Dabei wäre Aufklärungsarbeit an den Schulen und eine Sensibilisierung der Schüler der erste Schritt, dem Problem entgegenzutreten. Denn der Tatort beim Cybermobbing hat sich zwar vom Schulhof vor allem in soziale Netzwerke verlagert. Doch die Beteiligten kennen sich überwiegend nicht aus dem Netz. "Der größte Teil der für die Cybermobbing-Attacken Verantwortlichen stammt mehrheitlich aus dem sozialen Umfeld der Schule", heißt es in der Studie.

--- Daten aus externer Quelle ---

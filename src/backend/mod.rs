//! Engine-facing collaborators
//!
//! Everything the quantizers need from the outside world: the engine
//! interface and its request types, quantized-artifact handles with an
//! explicit persistence capability, calibration data resolution, and the
//! shipped process-backed engine.

mod artifact;
mod calibration;
mod engine;
mod process;

#[cfg(test)]
pub(crate) mod test_support;

pub use artifact::{ModelStore, Persistable, PersistError, QuantizedModel};
pub use calibration::{
    CalibrationSpec, DEFAULT_CALIB_DATASET, DEFAULT_CALIB_FILE, DEFAULT_CALIB_SAMPLES,
};
pub use engine::{
    AqlmRequest, AwqRequest, BnbMode, BnbRequest, DeviceMap, EngineError, EngineRequest,
    GptqRequest, QuantEngine,
};
pub use process::ProcessEngine;
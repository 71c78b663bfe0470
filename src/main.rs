//! Cuantizar CLI
//!
//! Single-command quantization entry point for the cuantizar library.
//!
//! # Usage
//!
//! ```bash
//! # Quantize with bitsandbytes
//! cuantizar quantize --method bnb --model-name gpt2 --quant-type 4bit
//!
//! # Quantize with GPTQ and a custom group size
//! cuantizar quantize --method gptq --model-path ./gpt2 --gptq-group-size 64
//!
//! # Check arguments without loading anything
//! cuantizar validate --method bnb --quant-type 4bit
//!
//! # Show method schemas
//! cuantizar methods --format json
//! ```

use clap::Parser;
use cuantizar::cli::{run_command, Cli};
use std::process::ExitCode;

fn main() -> ExitCode {
    let cli = Cli::parse();

    match run_command(cli) {
        Ok(()) => ExitCode::SUCCESS,
        Err(e) => {
            eprintln!("Error: {e}");
            ExitCode::FAILURE
        }
    }
}
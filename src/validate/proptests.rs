//! Property-based tests for argument validation

use super::error::ValidationError;
use super::validator::validate_args;
use crate::args::{ArgValue, ArgumentMap};
use crate::schema::SchemaTable;
use proptest::prelude::*;

const METHODS: [&str; 4] = ["bnb", "gptq", "awq", "aqlm"];

fn arb_method() -> impl Strategy<Value = &'static str> {
    proptest::sample::select(&METHODS[..])
}

fn arb_value() -> impl Strategy<Value = ArgValue> {
    prop_oneof![
        "[a-z0-9_/]{1,12}".prop_map(ArgValue::Str),
        any::<i64>().prop_map(ArgValue::Int),
        any::<bool>().prop_map(ArgValue::Bool),
        proptest::collection::vec("[a-z ]{1,8}", 1..4).prop_map(ArgValue::List),
    ]
}

proptest! {
    #![proptest_config(ProptestConfig::with_cases(200))]

    #[test]
    fn prop_empty_args_always_valid(method in arb_method()) {
        let table = SchemaTable::builtin();
        prop_assert!(validate_args(&table, method, &ArgumentMap::new()).is_ok());
    }

    #[test]
    fn prop_unknown_method_always_fails(
        method in "[a-z]{1,10}",
        value in arb_value(),
    ) {
        prop_assume!(!METHODS.contains(&method.as_str()));
        let table = SchemaTable::builtin();
        let args: ArgumentMap = [("quant_type", value)].into_iter().collect();
        prop_assert!(matches!(
            validate_args(&table, &method, &args),
            Err(ValidationError::UnknownMethod { .. })
        ), "expected UnknownMethod");
    }

    #[test]
    fn prop_unknown_key_always_rejected(
        method in arb_method(),
        key in "[a-z_]{1,16}",
        value in arb_value(),
    ) {
        let table = SchemaTable::builtin();
        prop_assume!(!table.lookup(method).unwrap().contains_key(key.as_str()));
        let args: ArgumentMap = [(key, value)].into_iter().collect();
        prop_assert!(matches!(
            validate_args(&table, method, &args),
            Err(ValidationError::UnrecognizedParameter { .. })
        ), "expected UnrecognizedParameter");
    }

    #[test]
    fn prop_int_key_rejects_non_int(value in arb_value()) {
        prop_assume!(!matches!(value, ArgValue::Int(_)));
        let table = SchemaTable::builtin();
        let args: ArgumentMap = [("gptq_group_size", value)].into_iter().collect();
        prop_assert!(matches!(
            validate_args(&table, "gptq", &args),
            Err(ValidationError::TypeMismatch { .. })
        ), "expected TypeMismatch");
    }

    #[test]
    fn prop_int_key_accepts_any_int(size in any::<i64>()) {
        // The validator checks presence and type only; numeric meaning is
        // the engine's concern.
        let table = SchemaTable::builtin();
        let args: ArgumentMap = [("gptq_group_size", ArgValue::Int(size))].into_iter().collect();
        prop_assert!(validate_args(&table, "gptq", &args).is_ok());
    }

    #[test]
    fn prop_enum_key_rejects_values_outside_set(value in "[a-z0-9]{1,10}") {
        prop_assume!(value != "4bit" && value != "8bit");
        let table = SchemaTable::builtin();
        let args: ArgumentMap = [("quant_type", ArgValue::Str(value))].into_iter().collect();
        prop_assert!(matches!(
            validate_args(&table, "bnb", &args),
            Err(ValidationError::ValueNotAllowed { .. })
        ), "expected ValueNotAllowed");
    }

    #[test]
    fn prop_validation_is_pure(
        method in arb_method(),
        key in "[a-z_]{1,16}",
        value in arb_value(),
    ) {
        let table = SchemaTable::builtin();
        let args: ArgumentMap = [(key, value)].into_iter().collect();
        let first = validate_args(&table, method, &args);
        let second = validate_args(&table, method, &args);
        prop_assert_eq!(first.is_ok(), second.is_ok());
        if let (Err(a), Err(b)) = (first, second) {
            prop_assert_eq!(a.to_string(), b.to_string());
        }
    }
}
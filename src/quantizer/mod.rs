//! Quantizer instances
//!
//! The polymorphic `{quantize, save}` contract and one variant per
//! supported method. Construction is cheap and side-effect free; all
//! expensive work happens in `quantize()`.

mod aqlm;
mod awq;
mod base;
mod bnb;
mod error;
mod gptq;

pub use aqlm::{AqlmFactory, AqlmQuantizer};
pub use awq::{AwqFactory, AwqQuantizer};
pub use base::{default_save_dir, CommonConfig, Quantizer};
pub use bnb::{BnbFactory, BnbQuantizer};
pub use error::{QuantError, Result};
pub use gptq::{GptqFactory, GptqQuantizer};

Am häufigsten haben betroffene Schüler unter Beleidigungen und Beschimpfungen zu leiden (60 Prozent). Etwa 40 Prozent werden Opfer von Lügen oder Gerüchten. 30 Prozent müssen sich Hänseleien gefallen lassen. Jedes vierte Opfer wird unter Druck gesetzt oder gar bedroht.
Neben den "klassischen" Formen des Mobbing machen sich die Täter auch gezielt die Eigenheiten und technischen Potenziale von sozialen Netzwerken und Internetplattformen zunutze: So werden die Opfer in Online-Communities ausgegrenzt (25 Prozent). Fotos der Betroffenen werden kopiert und anderweitig verwendet (17 Prozent) oder peinliche Bilder und Videos ohne Zustimmung veröffentlicht (15 Prozent).
Diese Attacken sind besonders wirkungsvoll, weil das Cyberlife für Jugendliche eine immer größere Rolle spielt. Für die Gemobbten gibt es kein Entkommen: "Die Täter kommen bis ins Kinderzimmer und die Opfer können sich kaum entziehen, finden keinen Schutzraum mehr. Internet und Facebook sind überall", schreiben die Macher der Studie. Die Traumatisierung der Opfer von Cybermobbing sei deshalb oftmals stärker als bei traditionellem Mobbing. Jeder fünfte betroffene Schüler leidet demnach noch heute unter dem Erlittenen.
Die Scham der Mobbingopfer ist groß
Mütter und Väter bekommen die Nachstellungen im Netz häufig gar nicht mit. Zwar sind für Jugendliche neben Freunden die eigenen Eltern immer noch bevorzugte Ansprechpartner bei Problemen. Doch die Scham von Mobbingopfern ist groß. Das zeigt sich auch darin, dass nur etwa sieben Prozent der befragten Eltern berichteten, ihre Kinder seien schon mal Opfer von Cybermobbing geworden. Dagegen lag die Quote bei den befragten Schülern deutlich höher - nämlich bei 16,6 Prozent.
Dazu kommt, dass die wenigsten Eltern (lediglich 17 Prozent) die Internetaktivitäten ihrer Kinder begleiten und überwachen. Bei mehr als 80 Prozent der Jugendlichen, die einen eigenen Computer besitzen, steht dieser im Kinderzimmer - also in einer weitgehend "kontrollfreien Zone". Zudem besitzen die meisten Jugendlichen mittlerweile ein internetfähiges Handy. Sie können also zu jeder Zeit an jedem Ort Opfer werden - oder Täter.
Eltern und Lehrern sind diese Problematiken von Cybermobbing zwar bewusst. Doch sie fühlen sich nicht ausreichend über das Thema informiert und halten ihre Kinder bzw. Schüler für die eigentlichen "Internet-Profis".
Die Forscher appellieren deshalb auch an die Politik, die Lehrer in ihrer Internetkompetenz zu stärken und sie besser über die Möglichkeiten zu informieren, gegen Cybermobbing vorzugehen. Abschließend heißt es: "Die Schattenseiten des Internet betreffen aber nicht nur Schüler, Eltern und Lehrer, sondern uns alle. Deshalb sind wir als Gesellschaft insgesamt gefordert zu reagieren."